Not everything can feature a well-developed universe like that of “Inside Out,” and LeFauve misses the mark on this one. The beauty of “Inside Out”’s worldbuilding — in my opinion, the best world that Disney-Pixar has ever built — is nowhere to be found in “My Father’s Dragon.” There’s no proper backstory to explain the reason for any of the magical elements, making the fantasy aspect of the world seem hollow. LeFauve’s previous works are no stranger to talking animals and fictional species, but the island’s drowning and the force keeping it down are never explained. Boris is supposed to become an “After Dragon” — a dragon prophesied to have huge wings and fire breath — after he passes his test by saving the island, but the lore behind this plot point is hardly expanded upon. The legend of the know-all tortoise, Aratuah, who is supposed to tell Elmer and Boris how to fix the island, sees no development beyond being a myth. Both Aratuah and the idea of “After Dragons” are only there to give the illusion that there is actually substance to the adventure plot, and LeFauve glosses over the possibility of ever developing these ideas in favor of getting to the victorious ending as quickly as possible.

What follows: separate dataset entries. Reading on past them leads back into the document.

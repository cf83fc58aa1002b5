use crate::domain::{MplaceError, MplaceResult};
use std::fs;
use std::path::Path;

/// Canonical form of generated text: `\n` line endings and a trailing newline.
pub fn normalize_text_artifact(content: &str) -> String {
    let mut normalized = content.replace("\r\n", "\n").replace('\r', "\n");
    if !normalized.is_empty() && !normalized.ends_with('\n') {
        normalized.push('\n');
    }
    normalized
}

pub fn write_text_artifact(path: &Path, content: &str) -> MplaceResult<()> {
    if let Some(parent) = path.parent().filter(|parent| !parent.as_os_str().is_empty()) {
        fs::create_dir_all(parent).map_err(|source| {
            MplaceError::io_system(
                "IO.ARTIFACT_DIRECTORY",
                format!("failed to create directory '{}': {}", parent.display(), source),
            )
        })?;
    }

    fs::write(path, normalize_text_artifact(content)).map_err(|source| {
        MplaceError::io_system(
            "IO.ARTIFACT_WRITE",
            format!("failed to write '{}': {}", path.display(), source),
        )
    })
}

pub fn read_text_artifact(path: &Path) -> MplaceResult<String> {
    fs::read_to_string(path).map_err(|source| {
        MplaceError::io_system(
            "IO.ARTIFACT_READ",
            format!("failed to read '{}': {}", path.display(), source),
        )
    })
}

#[cfg(test)]
mod tests {
    use super::{normalize_text_artifact, read_text_artifact, write_text_artifact};
    use crate::domain::MplaceErrorCategory;
    use std::fs;
    use tempfile::TempDir;

    #[test]
    fn normalize_text_artifact_uses_canonical_line_endings() {
        let normalized = normalize_text_artifact("num_rows = 8;\r\nnum_cols = 12;\rcompounds = 1;");
        assert_eq!(normalized, "num_rows = 8;\nnum_cols = 12;\ncompounds = 1;\n");
        assert_eq!(normalize_text_artifact(""), "");
    }

    #[test]
    fn repeated_writes_produce_identical_bytes() {
        let temp = TempDir::new().expect("tempdir should be created");
        let path = temp.path().join("nested").join("plate.dzn");
        let input = "num_rows = 8;\r\nnum_cols = 12;";

        write_text_artifact(&path, input).expect("first write should succeed");
        let first = fs::read(&path).expect("artifact should be readable");

        write_text_artifact(&path, input).expect("second write should succeed");
        let second = fs::read(&path).expect("artifact should be readable");

        assert_eq!(first, second);
        assert_eq!(second, b"num_rows = 8;\nnum_cols = 12;\n");
        assert_eq!(
            read_text_artifact(&path).expect("artifact should be readable"),
            "num_rows = 8;\nnum_cols = 12;\n"
        );
    }

    #[test]
    fn missing_files_are_io_errors() {
        let temp = TempDir::new().expect("tempdir should be created");
        let error = read_text_artifact(&temp.path().join("absent.dzn"))
            .expect_err("missing file should fail");
        assert_eq!(error.category(), MplaceErrorCategory::IoSystemError);
        assert_eq!(error.exit_code(), 3);
    }
}
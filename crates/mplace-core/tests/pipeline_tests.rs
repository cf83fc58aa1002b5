use mplace_core::common::{CoordinateTransform, MplaceConfig};
use mplace_core::domain::{GridIndex, MaterialRole, MplaceErrorCategory, PlateDimensions};
use mplace_core::modules::{
    AlphaMapper, LayoutOptions, MarkerShape, VisualizationSession, build_dzn_text,
    extract_layout_csv, parse_dzn, parse_layout_csv, read_materials, scan_dzn,
};
use mplace_core::parser::{ExperimentInput, validate_experiment};

fn input<'a>(compounds: &'a str, controls: &'a str, rows: &'a str, cols: &'a str) -> ExperimentInput<'a> {
    ExperimentInput {
        compounds,
        controls,
        rows,
        cols,
    }
}

#[test]
fn valid_materials_validate_in_insertion_order() {
    let experiment = validate_experiment(
        &input(
            "{'Drug1': [5, '0.1', '0.3'], 'Drug2': [10, '1']}",
            "{'pos': [10, '100']}",
            "8",
            "12",
        ),
        &MplaceConfig::default(),
    )
    .expect("input should validate");

    let names: Vec<&str> = experiment
        .compounds
        .iter()
        .map(|material| material.name.as_str())
        .collect();
    assert_eq!(names, vec!["Drug1", "Drug2"]);
    assert_eq!(experiment.compounds[0].concentration_texts(), vec!["0.1", "0.3"]);
    assert_eq!(experiment.compounds[1].concentration_texts(), vec!["1"]);
    assert_eq!(experiment.dimensions, PlateDimensions::new(8, 12).expect("8x12"));
}

#[test]
fn zero_replicates_fail_with_a_schema_error_for_that_material() {
    let report = validate_experiment(
        &input("{'Drug1': [0, '0.1']}", "{'pos': [10, '100']}", "16", "24"),
        &MplaceConfig::default(),
    )
    .expect_err("zero replicates should fail");

    assert_eq!(report.len(), 1);
    let error = &report.errors()[0];
    assert_eq!(error.category(), MplaceErrorCategory::SchemaError);
    assert!(error.to_string().contains("Drug1"));
    assert!(error.message().contains(">= 1"));
}

#[test]
fn zero_rows_is_reported_with_every_other_violation() {
    let report = validate_experiment(
        &input("{'': [5, '0.1'], 'Drug2': [1.5, '1']}", "{'pos': [10, '100']}", "0", "24"),
        &MplaceConfig::default(),
    )
    .expect_err("input has three problems");

    assert_eq!(report.len(), 3);
    let bounds: Vec<_> = report
        .errors()
        .iter()
        .filter(|error| error.category() == MplaceErrorCategory::BoundsError)
        .collect();
    assert_eq!(bounds.len(), 1);
    assert!(bounds[0].to_string().contains("rows"));
    assert!(report.render().contains("Expected input, for example:"));
}

#[test]
fn double_letter_rows_map_past_z() {
    let mut transform = CoordinateTransform::default();
    let plate = PlateDimensions::new(30, 12).expect("30x12");

    let aa01 = "AA01".parse().expect("AA01");
    assert_eq!(transform.to_grid_within(&aa01, plate).expect("AA01"), GridIndex::new(26, 0));
    let z12 = "Z12".parse().expect("Z12");
    assert_eq!(transform.to_grid_within(&z12, plate).expect("Z12"), GridIndex::new(25, 11));
}

#[test]
fn concentrations_rank_numerically_regardless_of_input_order() {
    let table = AlphaMapper::default().table(&["10", "0.1", "1"]);
    let low = table.alpha("0.1").expect("0.1");
    let mid = table.alpha("1").expect("1");
    let high = table.alpha("10").expect("10");
    assert!(low < mid && mid < high);
}

#[test]
fn generated_dzn_reads_back_to_the_same_materials() {
    let experiment = validate_experiment(
        &input(
            "{'Drug1': [5, '0.1', '0.3', 3], 'Drug \"B\"': [10, 'high']}",
            "{'pos': [10, '100'], 'neg': [4, '0']}",
            "16",
            "24",
        ),
        &MplaceConfig::default(),
    )
    .expect("input should validate");

    let text = build_dzn_text(&experiment, &LayoutOptions::default()).expect("dzn");
    let document = parse_dzn(&text).expect("generated dzn parses");

    for role in [MaterialRole::Compound, MaterialRole::Control] {
        let original = experiment.materials(role);
        let read_back = read_materials(&document, role).expect("materials read back");
        assert_eq!(read_back.len(), original.len());
        for (left, right) in original.iter().zip(&read_back) {
            assert_eq!(left.name, right.name);
            assert_eq!(left.replicate_count, right.replicate_count);
            assert_eq!(left.concentration_texts(), right.concentration_texts());
        }
    }

    let summary = scan_dzn(&text).expect("scan");
    assert_eq!((summary.rows, summary.cols), (16, 24));
    assert_eq!(summary.control_names, experiment.control_names());
    assert_eq!(document.int("compounds").expect("compounds"), 2);
}

#[test]
fn solver_output_renders_into_well_markers() {
    let solver_output = "\
plateID,well,cmpdname,CONCuM,cmpdnum,VOLuL
plate1,A01,Drug1,0.1,1,10
plate1,A02,Drug1,0.3,1,10
plate1,P24,pos,100,2,10
----------
finished
";
    let dzn = "num_rows = 16;\nnum_cols = 24;\nnum_controls = 1;\ncontrol_names = [\"pos\"];\n";
    let summary = scan_dzn(dzn).expect("scan");

    let plates = parse_layout_csv(&extract_layout_csv(solver_output).join("\n")).expect("layout");
    let mut session = VisualizationSession::new(
        summary.dimensions().expect("dimensions"),
        &summary.control_names,
        &MplaceConfig::default(),
    )
    .expect("session");
    session.prepare(&plates);

    let markers = session.plate_markers(&plates[0]).expect("markers");
    assert_eq!(markers.len(), 3);
    assert_eq!(markers[0].alpha, 0.3);
    assert_eq!(markers[1].alpha, 1.0);
    assert_eq!(markers[2].shape, MarkerShape::Circle);
    assert_eq!(markers[2].grid, GridIndex::new(15, 23));
    assert_eq!((markers[2].x, markers[2].y), (23.5, 15.5));
}
//! Well address algebra.
//!
//! Row letters follow bijective base-26 (`A`..`Z`, `AA`..`AZ`, `BA`, ...), so
//! every row index has exactly one letter prefix and no prefix is shared
//! between plates of different heights. The transform itself never looks at
//! plate bounds; `to_grid_within` composes it with a range check.

use crate::domain::{
    GridIndex, MAX_GRID_COL, MAX_GRID_ROW, MplaceError, MplaceResult, PlateDimensions,
    WellAddress,
};
use std::collections::HashMap;
use std::hash::Hash;
use tracing::trace;

const ALPHABET_LEN: u64 = 26;

/// Letter prefix for a zero-based row index: `0 -> A`, `25 -> Z`, `26 -> AA`.
pub fn row_letters(index: usize) -> String {
    let mut remaining = index as u128 + 1;
    let mut letters = Vec::new();
    while remaining > 0 {
        let digit = ((remaining - 1) % u128::from(ALPHABET_LEN)) as u8;
        letters.push(char::from(b'A' + digit));
        remaining = (remaining - 1) / u128::from(ALPHABET_LEN);
    }
    letters.iter().rev().collect()
}

/// Zero-based row index for a letter prefix; `None` for empty input,
/// non-letters, or a prefix beyond `usize`.
pub fn row_index(letters: &str) -> Option<usize> {
    if letters.is_empty() {
        return None;
    }

    let mut value: u64 = 0;
    for byte in letters.bytes() {
        if !byte.is_ascii_alphabetic() {
            return None;
        }
        let digit = u64::from(byte.to_ascii_uppercase() - b'A') + 1;
        value = value.checked_mul(ALPHABET_LEN)?.checked_add(digit)?;
    }
    usize::try_from(value - 1).ok()
}

/// Memoizing address <-> grid converter owned by one visualization session.
#[derive(Debug, Clone)]
pub struct CoordinateTransform {
    capacity: usize,
    grid_cache: HashMap<WellAddress, GridIndex>,
    address_cache: HashMap<GridIndex, WellAddress>,
}

impl CoordinateTransform {
    pub fn new(capacity: usize) -> Self {
        Self {
            capacity: capacity.max(1),
            grid_cache: HashMap::new(),
            address_cache: HashMap::new(),
        }
    }

    pub fn to_grid(&mut self, address: &WellAddress) -> MplaceResult<GridIndex> {
        if let Some(index) = self.grid_cache.get(address) {
            return Ok(*index);
        }

        let row = row_index(address.letters()).ok_or_else(|| {
            MplaceError::internal(
                "SYS.COORDINATE_OVERFLOW",
                format!("row letters of '{}' exceed the addressable range", address),
            )
        })?;
        let index = GridIndex::new(row, address.column() as usize - 1);
        trace!(address = %address, row = index.row, col = index.col, "coordinate transform");

        insert_bounded(&mut self.grid_cache, self.capacity, address.clone(), index);
        Ok(index)
    }

    pub fn to_address(&mut self, index: GridIndex) -> MplaceResult<WellAddress> {
        if let Some(address) = self.address_cache.get(&index) {
            return Ok(address.clone());
        }

        let addressable = u64::try_from(index.row).is_ok_and(|row| row <= MAX_GRID_ROW)
            && u64::try_from(index.col).is_ok_and(|col| col <= MAX_GRID_COL);
        let column = index
            .col
            .checked_add(1)
            .and_then(|column| u32::try_from(column).ok())
            .filter(|_| addressable)
            .ok_or_else(|| {
                MplaceError::bounds(
                    "INPUT.BOUNDS_GRID",
                    format!(
                        "grid index ({}, {}) has no well address; rows go up to {} and columns up to {}",
                        index.row, index.col, MAX_GRID_ROW, MAX_GRID_COL
                    ),
                )
            })?;
        let address = WellAddress::from_parts(row_letters(index.row), column);

        insert_bounded(&mut self.address_cache, self.capacity, index, address.clone());
        Ok(address)
    }

    /// Parses `text` and maps it to a grid index in one step.
    pub fn locate(&mut self, text: &str) -> MplaceResult<GridIndex> {
        let address = WellAddress::parse(text)?;
        self.to_grid(&address)
    }

    /// `to_grid` followed by a check against the plate the address must lie on.
    pub fn to_grid_within(
        &mut self,
        address: &WellAddress,
        dimensions: PlateDimensions,
    ) -> MplaceResult<GridIndex> {
        let index = self.to_grid(address)?;
        if !dimensions.contains(index) {
            return Err(MplaceError::bounds(
                "INPUT.BOUNDS_WELL",
                format!(
                    "well {} lies outside the {} plate",
                    address, dimensions
                ),
            )
            .with_context(address.to_string()));
        }
        Ok(index)
    }

    pub fn cached_entries(&self) -> usize {
        self.grid_cache.len() + self.address_cache.len()
    }

    pub fn clear(&mut self) {
        self.grid_cache.clear();
        self.address_cache.clear();
    }
}

impl Default for CoordinateTransform {
    fn default() -> Self {
        Self::new(crate::common::constants::COORDINATE_CACHE_SIZE)
    }
}

fn insert_bounded<K, V>(cache: &mut HashMap<K, V>, capacity: usize, key: K, value: V)
where
    K: Eq + Hash,
{
    if cache.len() >= capacity {
        trace!(entries = cache.len(), "coordinate cache full, evicting");
        cache.clear();
    }
    cache.insert(key, value);
}

#[cfg(test)]
mod tests {
    use super::{CoordinateTransform, row_index, row_letters};
    use crate::domain::{
        GridIndex, MAX_GRID_COL, MAX_GRID_ROW, MplaceErrorCategory, PlateDimensions, WellAddress,
    };

    #[test]
    fn row_letters_extend_past_z() {
        assert_eq!(row_letters(0), "A");
        assert_eq!(row_letters(25), "Z");
        assert_eq!(row_letters(26), "AA");
        assert_eq!(row_letters(27), "AB");
        assert_eq!(row_letters(51), "AZ");
        assert_eq!(row_letters(52), "BA");
        assert_eq!(row_letters(701), "ZZ");
        assert_eq!(row_letters(702), "AAA");
    }

    #[test]
    fn row_index_inverts_row_letters() {
        for index in 0..2_000 {
            assert_eq!(row_index(&row_letters(index)), Some(index));
        }
        assert_eq!(row_index(""), None);
        assert_eq!(row_index("A1"), None);
        assert_eq!(row_index("ab"), Some(27));
    }

    #[test]
    fn known_plate_positions_map_to_expected_indices() {
        let mut transform = CoordinateTransform::default();
        assert_eq!(transform.locate("AA01").expect("AA01"), GridIndex::new(26, 0));
        assert_eq!(transform.locate("Z12").expect("Z12"), GridIndex::new(25, 11));
        assert_eq!(transform.locate("A1").expect("A1"), GridIndex::new(0, 0));
        assert_eq!(transform.locate("B3").expect("B3"), GridIndex::new(1, 2));
    }

    #[test]
    fn legacy_mixed_case_prefix_reads_as_upper_case() {
        let mut transform = CoordinateTransform::default();
        assert_eq!(transform.locate("Ab01").expect("Ab01"), GridIndex::new(27, 0));
        let address = transform
            .to_address(GridIndex::new(27, 0))
            .expect("address for row 27");
        assert_eq!(address.to_string(), "AB01");
    }

    #[test]
    fn to_address_and_to_grid_round_trip() {
        let mut transform = CoordinateTransform::new(16);
        for row in [0usize, 7, 25, 26, 51, 52, 700, 18_277] {
            for col in [0usize, 11, 23, 998] {
                let index = GridIndex::new(row, col);
                let address = transform.to_address(index).expect("address");
                assert_eq!(transform.to_grid(&address).expect("grid"), index);
            }
        }
    }

    #[test]
    fn addressable_range_edges_round_trip_and_beyond_fails() {
        let mut transform = CoordinateTransform::new(16);
        let last_row = usize::try_from(MAX_GRID_ROW).expect("64-bit usize");
        let last_col = usize::try_from(MAX_GRID_COL).expect("64-bit usize");

        let corner = GridIndex::new(last_row, last_col);
        let address = transform.to_address(corner).expect("last addressable well");
        assert_eq!(address.letters(), "ZZZZZZZZZZZZ");
        assert_eq!(address.column(), u32::MAX);
        let reparsed = WellAddress::parse(&address.to_string()).expect("rendered text parses");
        assert_eq!(transform.to_grid(&reparsed).expect("grid"), corner);

        for index in [
            GridIndex::new(last_row + 1, 0),
            GridIndex::new(0, last_col + 1),
            GridIndex::new(usize::MAX, usize::MAX),
        ] {
            let error = transform.to_address(index).expect_err("outside the addressable range");
            assert_eq!(error.category(), MplaceErrorCategory::BoundsError);
            assert_eq!(error.placeholder(), "INPUT.BOUNDS_GRID");
        }
    }

    #[test]
    fn cache_is_bounded_and_transparent() {
        let mut transform = CoordinateTransform::new(4);
        for col in 0..10 {
            let index = GridIndex::new(0, col);
            let first = transform.to_address(index).expect("first lookup");
            let second = transform.to_address(index).expect("cached lookup");
            assert_eq!(first, second);
        }
        assert!(transform.cached_entries() <= 4);
        transform.clear();
        assert_eq!(transform.cached_entries(), 0);
    }

    #[test]
    fn bounds_check_is_opt_in() {
        let mut transform = CoordinateTransform::default();
        let dimensions = PlateDimensions::new(8, 12).expect("dimensions");
        let outside = WellAddress::parse("I01").expect("I01");

        assert_eq!(
            transform.to_grid(&outside).expect("unbounded transform"),
            GridIndex::new(8, 0)
        );
        let error = transform
            .to_grid_within(&outside, dimensions)
            .expect_err("row I is outside an 8-row plate");
        assert_eq!(error.category(), MplaceErrorCategory::BoundsError);
        assert_eq!(error.placeholder(), "INPUT.BOUNDS_WELL");
    }
}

The film wields minor characters as plot devices with little to no development, only including expository introductions and subsequent resolutions in their one-dimensional storylines. Kwan (Chris O’Dowd, “The Starling”), one of the animals who follows Saiwa, thinks constantly about self-preservation and shows a blatant disregard for animals who fall into the water when the island begins to drown. But this characterization doesn’t amount to anything. Kwan is not the story’s villain; he leaves the island, and that’s it. There are street performers at the beginning of the film, children who compete with Elmer for money from passersby. They dislike Elmer, and Elmer dislikes them. Before their antagonism can hold any weight, they disappear from the storyline until it’s revealed that Elmer has befriended them, making their antagonistic introduction pointless. While animated films intended for children are meant to be uplifting, the film doesn’t take up any opportunities to create and resolve conflict, making the viewing experience boring.
Most strikingly, Elmer’s backstory is tossed out immediately after it’s introduced. He and his mom are struggling due to a recession. Their shop is foreclosed, and they relocate to a new city. The film tells us Elmer has a dream to reopen the shop in a new location, but this theme never returns. The rest of the film revolves around Elmer and Boris’s friendship. Elmer is consistently characterized as a hopeful dreamer, but the lack of a proper return to his background makes him seem like just another unoriginal children’s movie character.
I wanted to like this movie. There’s nothing more heartwarming than watching two unlikely friends take on the world together. But when the script doesn’t make room for much more than a surface-level adventure tale, the viewer is left rethinking whether a dragon can truly be a man’s best friend.